━━ DATASET EXTRACT

//! The external autotester binary.

use std::fs;
use std::io;
use std::path::{Path, PathBuf};
use std::process::{Command, ExitStatus, Stdio};

use super::RunnerError;
use crate::pairing::TestPair;

/// A validated autotester executable.
#[derive(Debug, Clone)]
pub struct Executable {
    path: PathBuf,
}

impl Executable {
    /// Check that `path` names an executable regular file.
    ///
    /// The stored path is canonical so a bare file name is never looked up on `PATH`.
    pub fn validate(path: &Path) -> Result<Self, RunnerError> {
        let invalid = |reason: String| RunnerError::InvalidExecutable {
            path: path.to_path_buf(),
            reason,
        };

        let metadata = fs::metadata(path).map_err(|e| invalid(e.to_string()))?;
        if !metadata.is_file() {
            return Err(invalid("not a regular file".to_string()));
        }

        #[cfg(unix)]
        {
            use std::os::unix::fs::PermissionsExt;
            if metadata.permissions().mode() & 0o111 == 0 {
                return Err(invalid("file is not executable".to_string()));
            }
        }

        let path = fs::canonicalize(path).map_err(|e| invalid(e.to_string()))?;
        Ok(Self { path })
    }

    pub fn path(&self) -> &Path {
        &self.path
    }

    /// Run `<exe> <source> <query> <report>` to completion.
    ///
    /// Standard output is discarded; standard error goes to the operator.
    pub fn invoke(&self, pair: &TestPair, report: &Path) -> io::Result<ExitStatus> {
        Command::new(&self.path)
            .arg(&pair.source)
            .arg(&pair.query)
            .arg(report)
            .stdin(Stdio::null())
            .stdout(Stdio::null())
            .stderr(Stdio::inherit())
            .status()
    }
}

━━━━

Restate word for word the entries above from the line with "use std::fs;" through the line with "The stored path", inclusive, leaving out everything else.

TASK ANSWER:
use std::fs;
use std::io;
use std::path::{Path, PathBuf};
use std::process::{Command, ExitStatus, Stdio};

use super::RunnerError;
use crate::pairing::TestPair;

/// A validated autotester executable.
#[derive(Debug, Clone)]
pub struct Executable {
    path: PathBuf,
}

impl Executable {
    /// Check that `path` names an executable regular file.
    ///
    /// The stored path is canonical so a bare file name is never looked up on `PATH`.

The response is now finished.